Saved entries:

# # # #

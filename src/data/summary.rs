use std::collections::BTreeMap;

use chrono::Datelike;
use serde::Serialize;

use super::model::{Transaction, TransactionSet};

/// Z-score magnitude beyond which an amount counts as anomalous.
const ANOMALY_THRESHOLD: f64 = 3.0;

/// Default per-region cutoff for the beneficiary ranking.
pub const DEFAULT_TOP_BENEFICIARIES: usize = 5;

// ---------------------------------------------------------------------------
// Summaries – everything the rendering layer needs for one pass
// ---------------------------------------------------------------------------

/// The five chart-ready aggregates of one dashboard pass.
///
/// Each summary is a pure function of the visible rows; they are mutually
/// independent, and a skipped one (the yearly trend on a dateless source)
/// never affects the others.
#[derive(Debug, Clone, Serialize)]
pub struct Summaries {
    /// Record count per account type (pie chart).
    pub account_type_distribution: BTreeMap<String, usize>,
    /// Per-region top beneficiaries by summed credit (bar chart).
    pub top_beneficiaries: Vec<BeneficiaryCredit>,
    /// Credit/debit totals per region (heat grid).
    pub regional_intensity: Vec<RegionFlow>,
    /// Year-by-year totals over the unfiltered dataset (trend lines);
    /// `None` when the source had no Date column.
    pub yearly_trend: Option<Vec<YearlyFlow>>,
    /// Statistical outliers among the visible rows (scatter highlight).
    pub anomalies: Vec<Anomaly>,
}

impl Summaries {
    /// Compute all five summaries for the rows selected by `visible`.
    ///
    /// The yearly trend reads the whole dataset rather than the visible rows:
    /// it shows the overall flow no matter what the user filtered down to.
    pub fn compute(dataset: &TransactionSet, visible: &[usize], top_beneficiaries: usize) -> Self {
        Summaries {
            account_type_distribution: account_type_distribution(dataset, visible),
            top_beneficiaries: top_beneficiaries_by_region(dataset, visible, top_beneficiaries),
            regional_intensity: regional_intensity(dataset, visible),
            yearly_trend: yearly_trend(dataset),
            anomalies: detect_anomalies(dataset, visible),
        }
    }
}

fn rows<'a>(
    dataset: &'a TransactionSet,
    visible: &'a [usize],
) -> impl Iterator<Item = &'a Transaction> + 'a {
    visible.iter().map(move |&i| &dataset.transactions[i])
}

// ---------------------------------------------------------------------------
// Distribution
// ---------------------------------------------------------------------------

/// Count of visible transactions per account type.  The counts always sum to
/// the number of visible rows.
pub fn account_type_distribution(
    dataset: &TransactionSet,
    visible: &[usize],
) -> BTreeMap<String, usize> {
    let mut counts = BTreeMap::new();
    for txn in rows(dataset, visible) {
        *counts.entry(txn.account_type.clone()).or_insert(0) += 1;
    }
    counts
}

// ---------------------------------------------------------------------------
// Top beneficiaries per region
// ---------------------------------------------------------------------------

/// One row of the per-region beneficiary ranking.
#[derive(Debug, Clone, PartialEq, Serialize)]
pub struct BeneficiaryCredit {
    pub region: String,
    pub beneficiary: String,
    pub credit: f64,
}

/// Sum credit per (region, beneficiary) pair and keep the `per_region`
/// largest sums within each region.
///
/// Output rows are grouped contiguously by region (sorted by name) and
/// descending by credit within a region; beneficiaries with equal sums keep
/// their first-seen order. A region with fewer distinct beneficiaries than
/// the cutoff contributes all of them.
pub fn top_beneficiaries_by_region(
    dataset: &TransactionSet,
    visible: &[usize],
    per_region: usize,
) -> Vec<BeneficiaryCredit> {
    // region → (beneficiary, summed credit) in first-seen order
    let mut grouped: BTreeMap<&str, Vec<(&str, f64)>> = BTreeMap::new();
    for txn in rows(dataset, visible) {
        let entries = grouped.entry(txn.region.as_str()).or_default();
        match entries.iter_mut().find(|entry| entry.0 == txn.beneficiary) {
            Some(entry) => entry.1 += txn.credit,
            None => entries.push((txn.beneficiary.as_str(), txn.credit)),
        }
    }

    let mut ranked = Vec::new();
    for (region, mut entries) in grouped {
        // Stable sort: equal sums keep their first-seen order.
        entries.sort_by(|a, b| b.1.total_cmp(&a.1));
        entries.truncate(per_region);
        ranked.extend(
            entries
                .into_iter()
                .map(|(beneficiary, credit)| BeneficiaryCredit {
                    region: region.to_string(),
                    beneficiary: beneficiary.to_string(),
                    credit,
                }),
        );
    }
    ranked
}

// ---------------------------------------------------------------------------
// Regional intensity
// ---------------------------------------------------------------------------

/// Total credit and debit flow for one region.
#[derive(Debug, Clone, PartialEq, Serialize)]
pub struct RegionFlow {
    pub region: String,
    pub credit: f64,
    pub debit: f64,
}

/// Sum credit and debit per region, one row per distinct region present.
pub fn regional_intensity(dataset: &TransactionSet, visible: &[usize]) -> Vec<RegionFlow> {
    let mut totals: BTreeMap<&str, (f64, f64)> = BTreeMap::new();
    for txn in rows(dataset, visible) {
        let entry = totals.entry(txn.region.as_str()).or_insert((0.0, 0.0));
        entry.0 += txn.credit;
        entry.1 += txn.debit;
    }

    totals
        .into_iter()
        .map(|(region, (credit, debit))| RegionFlow {
            region: region.to_string(),
            credit,
            debit,
        })
        .collect()
}

// ---------------------------------------------------------------------------
// Yearly trend
// ---------------------------------------------------------------------------

/// Credit and debit totals for one calendar year.
#[derive(Debug, Clone, PartialEq, Serialize)]
pub struct YearlyFlow {
    pub year: i32,
    pub credit: f64,
    pub debit: f64,
}

/// Year-by-year totals over the full (unfiltered) dataset, ascending by year.
///
/// `None` when the source had no Date column; that is a skip, not an error.
pub fn yearly_trend(dataset: &TransactionSet) -> Option<Vec<YearlyFlow>> {
    if !dataset.has_dates {
        return None;
    }

    let mut totals: BTreeMap<i32, (f64, f64)> = BTreeMap::new();
    for txn in &dataset.transactions {
        let Some(date) = txn.date else { continue };
        let entry = totals.entry(date.year()).or_insert((0.0, 0.0));
        entry.0 += txn.credit;
        entry.1 += txn.debit;
    }

    Some(
        totals
            .into_iter()
            .map(|(year, (credit, debit))| YearlyFlow { year, credit, debit })
            .collect(),
    )
}

// ---------------------------------------------------------------------------
// Anomaly detection
// ---------------------------------------------------------------------------

/// A transaction flagged as a statistical outlier, with its z-scores.
#[derive(Debug, Clone, PartialEq, Serialize)]
pub struct Anomaly {
    /// Index of the row within the full dataset.
    pub index: usize,
    pub transaction: Transaction,
    pub credit_z: f64,
    pub debit_z: f64,
}

/// Flag visible rows whose credit or debit lies more than three population
/// standard deviations from the mean of the visible rows.
///
/// A zero standard deviation (all amounts equal, or a single row) makes that
/// amount's z-scores 0 instead of letting a division by zero leak NaN into
/// the output; empty input yields an empty set.
pub fn detect_anomalies(dataset: &TransactionSet, visible: &[usize]) -> Vec<Anomaly> {
    if visible.is_empty() {
        return Vec::new();
    }

    let credits: Vec<f64> = rows(dataset, visible).map(|t| t.credit).collect();
    let debits: Vec<f64> = rows(dataset, visible).map(|t| t.debit).collect();
    let credit_stats = MeanStd::of(&credits);
    let debit_stats = MeanStd::of(&debits);

    visible
        .iter()
        .copied()
        .filter_map(|i| {
            let txn = &dataset.transactions[i];
            let credit_z = credit_stats.z_score(txn.credit);
            let debit_z = debit_stats.z_score(txn.debit);
            let anomalous =
                credit_z.abs() > ANOMALY_THRESHOLD || debit_z.abs() > ANOMALY_THRESHOLD;
            anomalous.then(|| Anomaly {
                index: i,
                transaction: txn.clone(),
                credit_z,
                debit_z,
            })
        })
        .collect()
}

/// Population mean and standard deviation of a non-empty sample.
struct MeanStd {
    mean: f64,
    std_dev: f64,
}

impl MeanStd {
    fn of(values: &[f64]) -> Self {
        let n = values.len() as f64;
        let mean = values.iter().sum::<f64>() / n;
        let variance = values.iter().map(|v| (v - mean).powi(2)).sum::<f64>() / n;
        MeanStd {
            mean,
            std_dev: variance.sqrt(),
        }
    }

    fn z_score(&self, value: f64) -> f64 {
        if self.std_dev == 0.0 {
            0.0
        } else {
            (value - self.mean) / self.std_dev
        }
    }
}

# # # #

Exact copies of the lines from the start of the data up to the line holding "filtered down to.", both included, are all that is needed.

filename src/data/summary.rs
use std::collections::BTreeMap;

use chrono::Datelike;
use serde::Serialize;

use super::model::{Transaction, TransactionSet};

/// Z-score magnitude beyond which an amount counts as anomalous.
const ANOMALY_THRESHOLD: f64 = 3.0;

/// Default per-region cutoff for the beneficiary ranking.
pub const DEFAULT_TOP_BENEFICIARIES: usize = 5;

// ---------------------------------------------------------------------------
// Summaries – everything the rendering layer needs for one pass
// ---------------------------------------------------------------------------

/// The five chart-ready aggregates of one dashboard pass.
///
/// Each summary is a pure function of the visible rows; they are mutually
/// independent, and a skipped one (the yearly trend on a dateless source)
/// never affects the others.
#[derive(Debug, Clone, Serialize)]
pub struct Summaries {
    /// Record count per account type (pie chart).
    pub account_type_distribution: BTreeMap<String, usize>,
    /// Per-region top beneficiaries by summed credit (bar chart).
    pub top_beneficiaries: Vec<BeneficiaryCredit>,
    /// Credit/debit totals per region (heat grid).
    pub regional_intensity: Vec<RegionFlow>,
    /// Year-by-year totals over the unfiltered dataset (trend lines);
    /// `None` when the source had no Date column.
    pub yearly_trend: Option<Vec<YearlyFlow>>,
    /// Statistical outliers among the visible rows (scatter highlight).
    pub anomalies: Vec<Anomaly>,
}

impl Summaries {
    /// Compute all five summaries for the rows selected by `visible`.
    ///
    /// The yearly trend reads the whole dataset rather than the visible rows:
    /// it shows the overall flow no matter what the user filtered down to.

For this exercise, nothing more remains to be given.